▸ **TRY IT**: Copy exactly the lines of the data below that run from the line holding "gateway's subscription API." through the line holding "#[derive(Clone)]", both ends included.

[Stored items]
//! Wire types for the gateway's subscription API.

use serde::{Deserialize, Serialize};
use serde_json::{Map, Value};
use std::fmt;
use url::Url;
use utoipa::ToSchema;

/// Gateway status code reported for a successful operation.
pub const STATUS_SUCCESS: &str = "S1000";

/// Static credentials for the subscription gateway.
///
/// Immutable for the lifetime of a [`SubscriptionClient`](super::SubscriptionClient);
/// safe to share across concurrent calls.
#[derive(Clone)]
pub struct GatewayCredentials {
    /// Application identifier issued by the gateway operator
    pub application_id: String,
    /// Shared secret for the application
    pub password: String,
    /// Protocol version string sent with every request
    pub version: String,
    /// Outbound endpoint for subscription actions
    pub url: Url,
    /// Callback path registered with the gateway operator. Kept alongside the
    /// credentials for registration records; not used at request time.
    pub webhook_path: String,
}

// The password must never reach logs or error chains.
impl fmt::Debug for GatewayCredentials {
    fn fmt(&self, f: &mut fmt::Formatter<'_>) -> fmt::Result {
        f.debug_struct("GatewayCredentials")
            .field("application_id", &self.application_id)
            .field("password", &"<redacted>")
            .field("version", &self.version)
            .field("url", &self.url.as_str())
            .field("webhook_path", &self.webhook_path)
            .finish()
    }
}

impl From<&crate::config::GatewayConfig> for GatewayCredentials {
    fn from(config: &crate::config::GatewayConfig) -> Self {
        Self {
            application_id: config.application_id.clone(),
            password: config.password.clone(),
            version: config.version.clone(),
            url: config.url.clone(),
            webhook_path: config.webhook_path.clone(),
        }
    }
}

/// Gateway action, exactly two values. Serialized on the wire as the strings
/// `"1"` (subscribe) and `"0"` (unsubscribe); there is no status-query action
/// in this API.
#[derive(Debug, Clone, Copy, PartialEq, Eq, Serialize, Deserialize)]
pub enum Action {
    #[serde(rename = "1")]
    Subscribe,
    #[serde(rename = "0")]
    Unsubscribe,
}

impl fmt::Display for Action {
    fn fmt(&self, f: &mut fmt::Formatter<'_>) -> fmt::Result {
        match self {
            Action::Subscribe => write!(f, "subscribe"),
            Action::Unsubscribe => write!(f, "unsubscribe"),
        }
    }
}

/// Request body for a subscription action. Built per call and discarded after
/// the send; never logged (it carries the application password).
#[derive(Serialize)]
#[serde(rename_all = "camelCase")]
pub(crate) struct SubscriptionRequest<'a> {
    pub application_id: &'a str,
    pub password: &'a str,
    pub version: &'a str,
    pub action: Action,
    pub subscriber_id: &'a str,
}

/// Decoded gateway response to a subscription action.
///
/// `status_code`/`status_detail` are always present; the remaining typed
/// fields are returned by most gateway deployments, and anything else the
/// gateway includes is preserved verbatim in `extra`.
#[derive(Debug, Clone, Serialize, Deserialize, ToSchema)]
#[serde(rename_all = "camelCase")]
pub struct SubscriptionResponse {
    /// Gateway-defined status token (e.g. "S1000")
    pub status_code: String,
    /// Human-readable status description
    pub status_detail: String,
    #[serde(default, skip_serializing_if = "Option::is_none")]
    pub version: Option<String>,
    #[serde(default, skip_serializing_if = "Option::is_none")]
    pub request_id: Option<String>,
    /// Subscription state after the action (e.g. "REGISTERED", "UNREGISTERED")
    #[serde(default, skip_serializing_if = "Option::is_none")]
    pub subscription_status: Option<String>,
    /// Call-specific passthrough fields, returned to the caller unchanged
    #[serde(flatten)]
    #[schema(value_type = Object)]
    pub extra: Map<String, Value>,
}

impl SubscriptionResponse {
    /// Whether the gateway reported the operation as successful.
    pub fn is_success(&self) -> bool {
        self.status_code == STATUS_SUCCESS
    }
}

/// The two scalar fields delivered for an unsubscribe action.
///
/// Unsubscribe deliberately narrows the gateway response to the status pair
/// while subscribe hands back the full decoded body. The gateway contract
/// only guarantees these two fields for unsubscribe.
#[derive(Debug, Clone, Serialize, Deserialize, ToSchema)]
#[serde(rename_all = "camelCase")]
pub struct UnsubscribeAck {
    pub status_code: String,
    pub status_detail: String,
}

* * *

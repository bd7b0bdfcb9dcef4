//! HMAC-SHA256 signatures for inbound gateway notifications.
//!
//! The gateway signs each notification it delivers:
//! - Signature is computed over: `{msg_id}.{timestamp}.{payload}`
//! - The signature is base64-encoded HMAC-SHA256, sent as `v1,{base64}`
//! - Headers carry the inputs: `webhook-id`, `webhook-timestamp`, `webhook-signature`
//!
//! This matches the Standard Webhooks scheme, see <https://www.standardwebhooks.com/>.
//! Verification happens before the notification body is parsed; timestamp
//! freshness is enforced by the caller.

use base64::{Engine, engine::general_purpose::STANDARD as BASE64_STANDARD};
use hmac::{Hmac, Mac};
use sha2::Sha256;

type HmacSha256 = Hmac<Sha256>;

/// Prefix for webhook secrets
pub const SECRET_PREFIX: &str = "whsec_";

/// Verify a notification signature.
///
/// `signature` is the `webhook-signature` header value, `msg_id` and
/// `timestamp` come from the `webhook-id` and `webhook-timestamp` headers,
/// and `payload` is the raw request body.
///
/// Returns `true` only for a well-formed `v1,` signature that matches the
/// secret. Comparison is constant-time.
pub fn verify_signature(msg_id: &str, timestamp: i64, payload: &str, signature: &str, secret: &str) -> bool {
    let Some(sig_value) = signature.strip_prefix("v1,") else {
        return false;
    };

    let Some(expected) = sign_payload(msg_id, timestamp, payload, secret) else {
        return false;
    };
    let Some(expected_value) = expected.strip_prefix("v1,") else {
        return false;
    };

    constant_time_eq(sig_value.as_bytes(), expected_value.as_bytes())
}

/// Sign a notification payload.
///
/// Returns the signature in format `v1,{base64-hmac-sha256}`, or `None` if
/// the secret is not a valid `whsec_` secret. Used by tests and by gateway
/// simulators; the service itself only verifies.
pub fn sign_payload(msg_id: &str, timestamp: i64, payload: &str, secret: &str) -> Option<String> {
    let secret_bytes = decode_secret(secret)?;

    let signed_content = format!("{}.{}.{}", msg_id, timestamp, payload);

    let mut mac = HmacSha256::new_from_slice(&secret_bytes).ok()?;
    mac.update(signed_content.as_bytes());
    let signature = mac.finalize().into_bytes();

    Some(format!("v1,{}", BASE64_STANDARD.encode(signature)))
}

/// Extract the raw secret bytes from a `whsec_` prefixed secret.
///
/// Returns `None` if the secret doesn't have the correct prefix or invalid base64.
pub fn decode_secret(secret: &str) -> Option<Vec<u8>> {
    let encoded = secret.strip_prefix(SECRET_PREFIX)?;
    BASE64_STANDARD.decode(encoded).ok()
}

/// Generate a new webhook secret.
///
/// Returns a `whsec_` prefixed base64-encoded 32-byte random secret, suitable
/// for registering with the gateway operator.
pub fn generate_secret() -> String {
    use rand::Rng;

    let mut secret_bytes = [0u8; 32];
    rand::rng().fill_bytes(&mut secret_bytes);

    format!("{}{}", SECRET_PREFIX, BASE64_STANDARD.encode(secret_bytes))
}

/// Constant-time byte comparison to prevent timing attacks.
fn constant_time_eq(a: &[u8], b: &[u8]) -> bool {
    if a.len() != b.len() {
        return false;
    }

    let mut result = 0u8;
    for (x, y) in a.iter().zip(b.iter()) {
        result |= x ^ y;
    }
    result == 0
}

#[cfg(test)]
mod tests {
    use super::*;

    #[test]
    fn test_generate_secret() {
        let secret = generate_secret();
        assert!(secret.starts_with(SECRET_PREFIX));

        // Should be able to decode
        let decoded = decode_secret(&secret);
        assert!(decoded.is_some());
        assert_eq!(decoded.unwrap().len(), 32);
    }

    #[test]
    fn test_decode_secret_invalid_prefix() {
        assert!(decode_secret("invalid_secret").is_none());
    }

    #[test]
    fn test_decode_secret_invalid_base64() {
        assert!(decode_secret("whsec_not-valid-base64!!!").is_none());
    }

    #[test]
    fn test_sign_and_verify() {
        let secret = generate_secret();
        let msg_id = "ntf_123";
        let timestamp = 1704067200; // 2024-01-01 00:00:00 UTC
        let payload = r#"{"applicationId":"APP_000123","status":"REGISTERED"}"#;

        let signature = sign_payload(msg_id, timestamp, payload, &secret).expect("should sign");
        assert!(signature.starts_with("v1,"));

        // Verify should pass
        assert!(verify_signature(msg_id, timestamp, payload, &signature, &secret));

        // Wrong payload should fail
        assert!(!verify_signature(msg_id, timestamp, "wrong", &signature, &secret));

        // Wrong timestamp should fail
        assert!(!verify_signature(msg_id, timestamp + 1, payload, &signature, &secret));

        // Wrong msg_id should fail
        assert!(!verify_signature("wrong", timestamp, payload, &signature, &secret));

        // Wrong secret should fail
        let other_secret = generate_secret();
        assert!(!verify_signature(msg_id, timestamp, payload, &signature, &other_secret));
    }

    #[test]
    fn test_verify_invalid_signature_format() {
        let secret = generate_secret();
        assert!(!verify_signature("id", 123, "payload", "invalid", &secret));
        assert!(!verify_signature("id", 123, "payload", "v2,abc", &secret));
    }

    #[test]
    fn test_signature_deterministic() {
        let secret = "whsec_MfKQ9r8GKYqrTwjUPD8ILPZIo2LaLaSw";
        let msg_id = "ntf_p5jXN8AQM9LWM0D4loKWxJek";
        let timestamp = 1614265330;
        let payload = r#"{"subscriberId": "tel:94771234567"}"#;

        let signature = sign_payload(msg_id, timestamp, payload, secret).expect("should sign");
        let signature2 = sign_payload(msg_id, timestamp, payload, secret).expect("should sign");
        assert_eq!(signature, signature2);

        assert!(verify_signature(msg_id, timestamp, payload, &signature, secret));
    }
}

* * *

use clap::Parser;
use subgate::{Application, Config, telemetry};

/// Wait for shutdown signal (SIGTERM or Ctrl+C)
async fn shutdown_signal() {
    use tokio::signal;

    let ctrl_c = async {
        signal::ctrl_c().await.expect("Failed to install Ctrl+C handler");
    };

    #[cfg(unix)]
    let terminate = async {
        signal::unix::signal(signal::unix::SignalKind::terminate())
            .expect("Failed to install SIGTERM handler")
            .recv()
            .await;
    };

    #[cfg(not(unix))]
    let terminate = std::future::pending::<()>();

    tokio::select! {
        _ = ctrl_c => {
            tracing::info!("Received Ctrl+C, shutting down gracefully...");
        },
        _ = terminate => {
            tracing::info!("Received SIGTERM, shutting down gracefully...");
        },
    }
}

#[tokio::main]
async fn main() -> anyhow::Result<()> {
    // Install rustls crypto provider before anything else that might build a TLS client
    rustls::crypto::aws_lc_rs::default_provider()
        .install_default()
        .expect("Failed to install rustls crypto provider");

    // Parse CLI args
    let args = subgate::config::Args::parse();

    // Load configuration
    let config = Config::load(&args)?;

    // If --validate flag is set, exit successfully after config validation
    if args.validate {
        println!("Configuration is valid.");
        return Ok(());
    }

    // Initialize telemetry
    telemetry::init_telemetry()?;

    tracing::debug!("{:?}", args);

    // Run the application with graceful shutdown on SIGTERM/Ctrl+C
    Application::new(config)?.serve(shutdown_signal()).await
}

▸ **REPLY TO THE TASK**:
//! Wire types for the gateway's subscription API.

use serde::{Deserialize, Serialize};
use serde_json::{Map, Value};
use std::fmt;
use url::Url;
use utoipa::ToSchema;

/// Gateway status code reported for a successful operation.
pub const STATUS_SUCCESS: &str = "S1000";

/// Static credentials for the subscription gateway.
///
/// Immutable for the lifetime of a [`SubscriptionClient`](super::SubscriptionClient);
/// safe to share across concurrent calls.
#[derive(Clone)]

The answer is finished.